Does the new paragraph I have written accurately reflect what
happens? If so, then I find out how to submit a patch to add the
clarification to the kernel document.
Description of rp_filter from
https://www.kernel.org/doc/Documentation/networking/ip-sysctl.txt
--------------------------------------------------------------------
rp_filter - INTEGER
0 - No source validation.
1 - Strict mode as defined in RFC3704 Strict Reverse Path
Each incoming packet is tested against the FIB and if the
interface is not the best reverse path the packet check will
fail. By default failed packets are discarded.
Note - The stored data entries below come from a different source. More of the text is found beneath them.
use std::{
    alloc::{self, Layout},
    borrow::Borrow,
    cmp::Ordering,
    fmt,
    hash::{Hash, Hasher},
    marker::PhantomData,
    mem,
    ops::Deref,
    ptr::NonNull,
};

use crate::{
    address::Address,
    block::{AdoptedBlock, Header, InlineBlock},
    deleter::{BoxDeleter, Deleter},
    send_sync::{MaybeSend, MaybeSync},
    weak::Weak,
    Result,
};

/// A reference-counted owner of a resource
///
/// Cloning a `Shared` creates another owner of the same resource; the
/// resource is released exactly once, when the last owner is dropped. The
/// deleter is stored in a control block shared by all owners, so two owners
/// over the same block are always interchangeable, no matter how the
/// resource will eventually be released.
///
/// An owner dereferences a pointer that can differ from the one its control
/// block manages (see [Shared::project]); destruction always targets the
/// block's own resource.
///
/// Reference counts are atomic by default. With the `local` feature the
/// counts are plain cells and `Shared` is neither [Send] nor [Sync].
///
/// ```
/// # use custody::Shared;
/// let first = Shared::new(5);
/// let second = first.clone();
///
/// assert_eq!(*second, 5);
/// assert_eq!(Shared::ref_count(&first), 2);
/// ```
pub struct Shared<T: ?Sized> {
    ptr: NonNull<T>,
    header: NonNull<Header>,
    _owns: PhantomData<T>,
}

impl<T> Shared<T> {
    /// Moves `value` into a new allocation shared by the resulting owners
    ///
    /// The value and its control block live in one combined allocation. See
    /// [Shared::try_new] for the variant that reports allocation failure
    /// instead of aborting.
    pub fn new(value: T) -> Self {
        match Self::try_new(value) {
            Ok(shared) => shared,
            Err(_) => alloc::handle_alloc_error(Layout::new::<InlineBlock<T>>()),
        }
    }

    /// Fallible variant of [Shared::new]
    ///
    /// Allocation and construction are one combined step: on failure
    /// nothing is constructed, `value` is dropped, and
    /// [Error::AllocationFailed][crate::Error::AllocationFailed] is
    /// returned.
    ///
    /// The combined allocation is retained until the weak count also
    /// reaches zero, so a lingering [Weak] observer keeps the value's
    /// storage (not the value) alive longer than a separately allocated
    /// control block would.
    ///
    /// ```
    /// # use custody::Shared;
    /// let owner = Shared::try_new(5)?;
    /// assert_eq!(*owner, 5);
    /// # Ok::<(), custody::Error>(())
    /// ```
    pub fn try_new(value: T) -> Result<Self> {
        let (header, ptr) = InlineBlock::try_allocate(value)?;
        Ok(Self::from_parts(header, ptr))
    }
}

impl<T: ?Sized> Shared<T> {
    pub(crate) fn from_parts(header: NonNull<Header>, ptr: NonNull<T>) -> Self {
        Self {
            ptr,
            header,
            _owns: PhantomData,
        }
    }

    fn header(&self) -> &Header {
        // Safety: the header outlives every owner holding a reference to it.
        unsafe { self.header.as_ref() }
    }

    /// Adopts a handle that was produced by [Box::into_raw]
    ///
    /// Equivalent to [Shared::from_raw_with] with [BoxDeleter].
    ///
    /// # Safety
    ///
    /// Same contract as [Shared::from_raw_with], with the handle required
    /// to come from [Box::into_raw].
    pub unsafe fn from_raw(handle: NonNull<T>) -> Self {
        Self::from_raw_with(handle, BoxDeleter)
    }

    /// Adopts `handle`, to be released by `deleter` when the last owner is
    /// dropped
    ///
    /// A new control block is allocated for the handle; the deleter moves
    /// into the block and disappears from the owner's type. Aborts on
    /// allocation failure, see [Shared::try_from_raw_with].
    ///
    /// # Safety
    ///
    /// `handle` must be live and releasable by `deleter`, no other owner
    /// may release it, and no second control block may ever be created
    /// over the same handle. Adopting one handle twice makes the second
    /// owner tree release it twice.
    pub unsafe fn from_raw_with<D>(handle: NonNull<T>, deleter: D) -> Self
    where
        D: Deleter<T> + MaybeSend + MaybeSync + 'static,
    {
        match Self::try_from_raw_with(handle, deleter) {
            Ok(shared) => shared,
            Err(_) => alloc::handle_alloc_error(AdoptedBlock::<T, D>::layout()),
        }
    }

    /// Fallible variant of [Shared::from_raw_with]
    ///
    /// On failure the handle is untouched and remains owned by the caller,
    /// and the deleter is dropped without being invoked.
    ///
    /// # Safety
    ///
    /// Same contract as [Shared::from_raw_with].
    pub unsafe fn try_from_raw_with<D>(handle: NonNull<T>, deleter: D) -> Result<Self>
    where
        D: Deleter<T> + MaybeSend + MaybeSync + 'static,
    {
        let header = AdoptedBlock::try_allocate(handle, deleter)?;
        Ok(Self::from_parts(header, handle))
    }

    /// Returns a reference to the value this owner dereferences
    pub fn get(this: &Self) -> &T {
        // Safety: the strong reference held by `this` keeps the value alive.
        unsafe { this.ptr.as_ref() }
    }

    /// Returns true if the two owners dereference the same address
    ///
    /// Owners over one control block can disagree here after
    /// [Shared::project], and owners over different blocks can agree; see
    /// also [Shared::address].
    pub fn ptr_eq(this: &Self, other: &Self) -> bool {
        this.ptr == other.ptr
    }

    /// Returns the address this owner dereferences
    pub fn address(this: &Self) -> Address {
        (this.ptr.as_ptr() as *const T).into()
    }

    /// Returns the number of owners of this owner's control block
    ///
    /// Always positive, since the count includes `this`. Weak observers are
    /// not counted.
    ///
    /// ```
    /// # use custody::Shared;
    /// let first = Shared::new(5);
    /// assert_eq!(Shared::ref_count(&first), 1);
    ///
    /// let second = first.clone();
    /// assert_eq!(Shared::ref_count(&first), 2);
    ///
    /// drop(second);
    /// assert_eq!(Shared::ref_count(&first), 1);
    /// ```
    pub fn ref_count(this: &Self) -> usize {
        this.header().strong_count()
    }

    /// Returns the number of weak observers of this owner's control block
    pub fn weak_count(this: &Self) -> usize {
        this.header().weak_observers()
    }

    /// Creates a weak observer of this owner's control block
    ///
    /// The observer keeps only the block's bookkeeping alive and remembers
    /// the address this owner dereferences.
    ///
    /// ```
    /// # use custody::Shared;
    /// let owner = Shared::new(5);
    /// let observer = Shared::downgrade(&owner);
    ///
    /// assert_eq!(Shared::ref_count(&owner), 1);
    /// assert_eq!(observer.upgrade().as_deref(), Some(&5));
    /// ```
    pub fn downgrade(this: &Self) -> Weak<T> {
        this.header().inc_weak();
        Weak::from_parts(this.header, this.ptr)
    }

    /// Returns a mutable reference if `this` is the only owner
    ///
    /// Fails while other owners or weak observers exist, since any of them
    /// could reach the value (observers by promotion).
    pub fn get_mut(this: &mut Self) -> Option<&mut T> {
        if this.header().is_unique() {
            // Safety: no other owner or observer can reach the value.
            Some(unsafe { this.ptr.as_mut() })
        } else {
            None
        }
    }

    /// Returns an owner for a component of the value, sharing this owner's
    /// control block
    ///
    /// The result dereferences whatever `f` selects (a field, a slice
    /// element, a trait object view of the whole value) while the control
    /// block, its reference counts, and its destruction behavior stay those
    /// of the original resource: dropping the last owner releases the
    /// resource the block manages, not the projected component.
    ///
    /// ```
    /// # use custody::Shared;
    /// struct Sample {
    ///     id: u32,
    ///     payload: Vec<u8>,
    /// }
    ///
    /// let sample = Shared::new(Sample { id: 7, payload: vec![1, 2, 3] });
    /// let id = Shared::project(sample.clone(), |sample| &sample.id);
    ///
    /// assert_eq!(*id, 7);
    /// assert_eq!(Shared::ref_count(&sample), 2);
    /// ```
    pub fn project<U, F>(this: Self, f: F) -> Shared<U>
    where
        T: MaybeSend + MaybeSync,
        U: ?Sized,
        F: for<'a> FnOnce(&'a T) -> &'a U,
    {
        let ptr = NonNull::from(f(Shared::get(&this)));
        let header = this.header;

        // The new owner takes over this owner's strong reference.
        mem::forget(this);

        Shared::from_parts(header, ptr)
    }

    /// Fallible variant of [Shared::project]
    ///
    /// If `f` selects nothing the owner is dropped normally and `None` is
    /// returned.
    pub fn try_project<U, F>(this: Self, f: F) -> Option<Shared<U>>
    where
        T: MaybeSend + MaybeSync,
        U: ?Sized,
        F: for<'a> FnOnce(&'a T) -> Option<&'a U>,
    {
        let ptr = match f(Shared::get(&this)) {
            Some(component) => NonNull::from(component),
            None => return None,
        };
        let header = this.header;

        mem::forget(this);

        Some(Shared::from_parts(header, ptr))
    }
}

impl<T: ?Sized> Clone for Shared<T> {
    fn clone(&self) -> Self {
        self.header().inc_strong();
        Self::from_parts(self.header, self.ptr)
    }

    fn clone_from(&mut self, source: &Self) {
        // Acquire the new block before releasing the current one, so that
        // assigning an owner to itself, or to another owner of the same
        // block, stays balanced.
        let adopted = source.clone();
        *self = adopted;
    }
}

impl<T: ?Sized> Drop for Shared<T> {
    fn drop(&mut self) {
        let header = self.header();
        if !header.dec_strong() {
            return;
        }

        // Last owner: destroy the resource the block manages (not
        // necessarily the pointer this owner dereferences), then drop the
        // weak reference held by the strong side.
        unsafe {
            Header::destroy_resource(self.header.as_ptr());

            if header.dec_weak() {
                Header::dealloc_block(self.header.as_ptr());
            }
        }
    }
}

impl<T> From<T> for Shared<T> {
    fn from(value: T) -> Self {
        Self::new(value)
    }
}

impl<T: Default> Default for Shared<T> {
    fn default() -> Self {
        Self::new(T::default())
    }
}

impl<T: ?Sized> Deref for Shared<T> {
    type Target = T;

    fn deref(&self) -> &T {
        Shared::get(self)
    }
}

impl<T: ?Sized> AsRef<T> for Shared<T> {
    fn as_ref(&self) -> &T {
        self
    }
}

impl<T: ?Sized> Borrow<T> for Shared<T> {
    fn borrow(&self) -> &T {
        self
    }
}

impl<T: ?Sized + fmt::Debug> fmt::Debug for Shared<T> {
    fn fmt(&self, f: &mut fmt::Formatter<'_>) -> fmt::Result {
        fmt::Debug::fmt(&**self, f)
    }
}

impl<T: ?Sized + fmt::Display> fmt::Display for Shared<T> {
    fn fmt(&self, f: &mut fmt::Formatter<'_>) -> fmt::Result {
        fmt::Display::fmt(&**self, f)
    }
}

impl<T: ?Sized> fmt::Pointer for Shared<T> {
    fn fmt(&self, f: &mut fmt::Formatter<'_>) -> fmt::Result {
        fmt::Pointer::fmt(&self.ptr, f)
    }
}

impl<T: ?Sized + PartialEq> PartialEq for Shared<T> {
    fn eq(&self, other: &Self) -> bool {
        **self == **other
    }
}

impl<T: ?Sized + Eq> Eq for Shared<T> {}

impl<T: ?Sized + PartialOrd> PartialOrd for Shared<T> {
    fn partial_cmp(&self, other: &Self) -> Option<Ordering> {
        (**self).partial_cmp(&**other)
    }
}

impl<T: ?Sized + Ord> Ord for Shared<T> {
    fn cmp(&self, other: &Self) -> Ordering {
        (**self).cmp(&**other)
    }
}

impl<T: ?Sized + Hash> Hash for Shared<T> {
    fn hash<H: Hasher>(&self, state: &mut H) {
        (**self).hash(state)
    }
}

#[cfg(feature = "atomic")]
unsafe impl<T: ?Sized + Send + Sync> Send for Shared<T> {}

#[cfg(feature = "atomic")]
unsafe impl<T: ?Sized + Send + Sync> Sync for Shared<T> {}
2 - Loose mode as defined in RFC3704 Loose Reverse Path
Each incoming packet's source address is also tested against
the FIB and if the source address is not reachable via any
interface the packet check will fail.
[*new text here]
Current recommended practice in RFC3704 is to enable strict mode
to prevent IP spoofing from DDos attacks. If using asymmetric
routing or other complicated routing, then loose mode is
recommended.
The max value from conf/{all,interface}/rp_filter is used
when doing source validation on the {interface}.
Default value is 0. Note that some distributions enable it
in startup scripts.
--------------------------------------------------------------------
Recommended addition where marked with "[*new text here]":
rp_filter will examine the source address of an incoming IP
packet by performing an FIB lookup. In loose mode (value 2),
the packet is rejected if the source address is neither
UNICAST nor LOCAL nor IPSEC. For strict mode (value 1) the
interface indicated by the FIB entry must also match the
interface on which the packet arrived.